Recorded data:
****
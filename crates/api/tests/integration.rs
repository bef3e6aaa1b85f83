//! Integration tests for the HTTP host.
//!
//! Each test binds a real server on a random port, backed by a scripted
//! generation client, and talks to it over HTTP.

use std::sync::Arc;

use conclave_agents::prompts::{QA_SYSTEM, ROUTER_SYSTEM, WRITER_SYSTEM};
use conclave_api::{AppState, ServerOptions, create_router};
use conclave_common::{ConclaveError, Result};
use conclave_coordinator::CoordinatorConfig;
use conclave_llm::LlmRequest;
use conclave_llm::testing::ScriptedClient;
use serde_json::{Value, json};

const ROUTE_FINANCE: &str =
    r#"{"selected_agents": ["finance"], "clarifying_questions": [], "user_intent": "Cost center"}"#;
const ROUTE_CLARIFY: &str = r#"{"selected_agents": [], "clarifying_questions": ["Hvilket SAP-modul gælder det?"], "user_intent": "Uklart"}"#;
const QA_PASS: &str = r#"{"pass": true, "issues": [], "required_fixes": []}"#;

fn scripted(router: &'static str) -> ScriptedClient {
    ScriptedClient::new(move |request: &LlmRequest| {
        let system = request.system_prompt.as_deref().unwrap_or_default();
        if system.starts_with(ROUTER_SYSTEM.trim_end()) {
            Ok(router.to_string())
        } else if system.starts_with(QA_SYSTEM.trim_end()) {
            Ok(QA_PASS.to_string())
        } else if system == WRITER_SYSTEM {
            Ok("Opret cost centeret og verificér i systemet.".to_string())
        } else {
            Ok("specialist draft".to_string())
        }
    })
}

fn failing<F>(error: F) -> ScriptedClient
where
    F: Fn() -> ConclaveError + Send + Sync + 'static,
{
    ScriptedClient::new(move |_: &LlmRequest| -> Result<String> { Err(error()) })
}

/// Spin up a test server on a random port and return the base URL.
async fn start_test_server(client: &ScriptedClient) -> String {
    let state = Arc::new(AppState::with_client(
        Arc::new(client.clone()),
        &CoordinatorConfig::default(),
    ));
    let options = ServerOptions {
        cors_origins: Some(vec!["*".to_string()]),
        body_limit: 16 * 1024,
        ..Default::default()
    };
    let router = create_router(state, &options);

    let listener = tokio::net::TcpListener::bind("127.0.0.1:0").await.unwrap();
    let addr = listener.local_addr().unwrap();

    tokio::spawn(async move {
        axum::serve(listener, router).await.unwrap();
    });

    format!("http://{}", addr)
}

async fn get(base: &str, path: &str) -> (u16, String) {
    let resp = reqwest::Client::new()
        .get(format!("{}{}", base, path))
        .send()
        .await
        .unwrap();
    let status = resp.status().as_u16();
    let body = resp.text().await.unwrap();
    (status, body)
}

async fn post_raw(base: &str, path: &str, body: String) -> (u16, Value) {
    let resp = reqwest::Client::new()
        .post(format!("{}{}", base, path))
        .header("content-type", "application/json")
        .body(body)
        .send()
        .await
        .unwrap();
    let status = resp.status().as_u16();
    let text = resp.text().await.unwrap();
    (status, serde_json::from_str(&text).unwrap_or(Value::String(text)))
}

async fn post_json(base: &str, path: &str, body: Value) -> (u16, Value) {
    post_raw(base, path, body.to_string()).await
}

// ============================================================================
// Health and static assets
// ============================================================================

#[tokio::test]
async fn test_health_reports_models() {
    let base = start_test_server(&scripted(ROUTE_FINANCE)).await;
    let (status, body) = get(&base, "/health").await;
    assert_eq!(status, 200);

    let json: Value = serde_json::from_str(&body).unwrap();
    assert_eq!(json["status"], "healthy");
    assert_eq!(json["fast_model"], "gemini-2.5-flash");
    assert_eq!(json["smart_model"], "gemini-2.5-pro");
    assert_eq!(json["fan_out"], "sequential");
}

#[tokio::test]
async fn test_index_and_assets_are_served() {
    let base = start_test_server(&scripted(ROUTE_FINANCE)).await;

    let (status, body) = get(&base, "/").await;
    assert_eq!(status, 200);
    assert!(body.contains("<textarea id=\"input\""));

    let (status, body) = get(&base, "/static/app.js").await;
    assert_eq!(status, 200);
    assert!(body.contains("fetch(\"/chat\""));
}

// ============================================================================
// Chat endpoint
// ============================================================================

#[tokio::test]
async fn test_chat_full_pass() {
    let client = scripted(ROUTE_FINANCE);
    let base = start_test_server(&client).await;

    let (status, body) = post_json(
        &base,
        "/chat",
        json!({
            "message": "Hvordan konfigurerer jeg en ny cost center i FI?",
            "history": [{"role": "user", "content": "Hej"}, {"role": "assistant", "content": "Hej!"}]
        }),
    )
    .await;

    assert_eq!(status, 200, "{body}");
    assert_eq!(body["answer"], "Opret cost centeret og verificér i systemet.");
    assert_eq!(body["debug"]["router"]["selected_agents"], json!(["finance"]));
    assert_eq!(body["debug"]["drafts"][0]["agent"], "finance");
    assert_eq!(body["debug"]["qa"]["pass"], true);
    assert_eq!(client.call_count(), 4);
}

#[tokio::test]
async fn test_chat_clarification_only_has_router_trace() {
    let client = scripted(ROUTE_CLARIFY);
    let base = start_test_server(&client).await;

    let (status, body) =
        post_json(&base, "/api/v1/chat", json!({"message": "Det virker ikke"})).await;

    assert_eq!(status, 200);
    assert_eq!(
        body["answer"],
        "Jeg mangler lige lidt info:\n- Hvilket SAP-modul gælder det?"
    );
    let debug = body["debug"].as_object().unwrap();
    assert_eq!(debug.len(), 1);
    assert!(debug.contains_key("router"));
    assert_eq!(client.call_count(), 1);
}

#[tokio::test]
async fn test_blank_message_is_rejected() {
    let client = scripted(ROUTE_FINANCE);
    let base = start_test_server(&client).await;

    let (status, body) = post_json(&base, "/chat", json!({"message": "   "})).await;
    assert_eq!(status, 400);
    assert_eq!(body["code"], "EMPTY_MESSAGE");
    assert_eq!(client.call_count(), 0);
}

#[tokio::test]
async fn test_malformed_body_is_rejected() {
    let base = start_test_server(&scripted(ROUTE_FINANCE)).await;

    let (status, body) = post_json(&base, "/chat", json!({"history": []})).await;
    assert_eq!(status, 400);
    assert_eq!(body["code"], "INVALID_REQUEST");

    let (status, _) = post_raw(&base, "/chat", "{not json".to_string()).await;
    assert_eq!(status, 400);
}

#[tokio::test]
async fn test_oversized_body_is_rejected() {
    let base = start_test_server(&scripted(ROUTE_FINANCE)).await;
    let huge = "x".repeat(32 * 1024);
    let (status, _) = post_json(&base, "/chat", json!({"message": huge})).await;
    assert_eq!(status, 413);
}

// ============================================================================
// Error mapping
// ============================================================================

#[tokio::test]
async fn test_model_service_error_is_bad_gateway() {
    let base = start_test_server(&failing(|| {
        ConclaveError::ModelService("Gemini API error 503 Service Unavailable".into())
    }))
    .await;

    let (status, body) = post_json(&base, "/chat", json!({"message": "Hej"})).await;
    assert_eq!(status, 502);
    assert_eq!(body["code"], "MODEL_SERVICE_ERROR");
    assert!(body.get("answer").is_none());
}

#[tokio::test]
async fn test_timeout_is_gateway_timeout() {
    let base = start_test_server(&failing(|| {
        ConclaveError::ModelService("Gemini request timed out after 60000ms".into())
    }))
    .await;

    let (status, body) = post_json(&base, "/chat", json!({"message": "Hej"})).await;
    assert_eq!(status, 504);
    assert_eq!(body["code"], "MODEL_SERVICE_ERROR");
}

#[tokio::test]
async fn test_schema_violation_is_distinguishable() {
    let base = start_test_server(&scripted("Jeg vælger finance.")).await;

    let (status, body) = post_json(&base, "/chat", json!({"message": "Hej"})).await;
    assert_eq!(status, 502);
    assert_eq!(body["code"], "SCHEMA_VALIDATION_ERROR");
}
****
> [What the task asks] Transcribe each line of the data above, unaltered, from the one where "async fn test_chat_full_pass()" appears to the one where "assert_eq!(debug.len(), 1);" appears, inclusive of both.

> [Result of this task]
async fn test_chat_full_pass() {
    let client = scripted(ROUTE_FINANCE);
    let base = start_test_server(&client).await;

    let (status, body) = post_json(
        &base,
        "/chat",
        json!({
            "message": "Hvordan konfigurerer jeg en ny cost center i FI?",
            "history": [{"role": "user", "content": "Hej"}, {"role": "assistant", "content": "Hej!"}]
        }),
    )
    .await;

    assert_eq!(status, 200, "{body}");
    assert_eq!(body["answer"], "Opret cost centeret og verificér i systemet.");
    assert_eq!(body["debug"]["router"]["selected_agents"], json!(["finance"]));
    assert_eq!(body["debug"]["drafts"][0]["agent"], "finance");
    assert_eq!(body["debug"]["qa"]["pass"], true);
    assert_eq!(client.call_count(), 4);
}

#[tokio::test]
async fn test_chat_clarification_only_has_router_trace() {
    let client = scripted(ROUTE_CLARIFY);
    let base = start_test_server(&client).await;

    let (status, body) =
        post_json(&base, "/api/v1/chat", json!({"message": "Det virker ikke"})).await;

    assert_eq!(status, 200);
    assert_eq!(
        body["answer"],
        "Jeg mangler lige lidt info:\n- Hvilket SAP-modul gælder det?"
    );
    let debug = body["debug"].as_object().unwrap();
    assert_eq!(debug.len(), 1);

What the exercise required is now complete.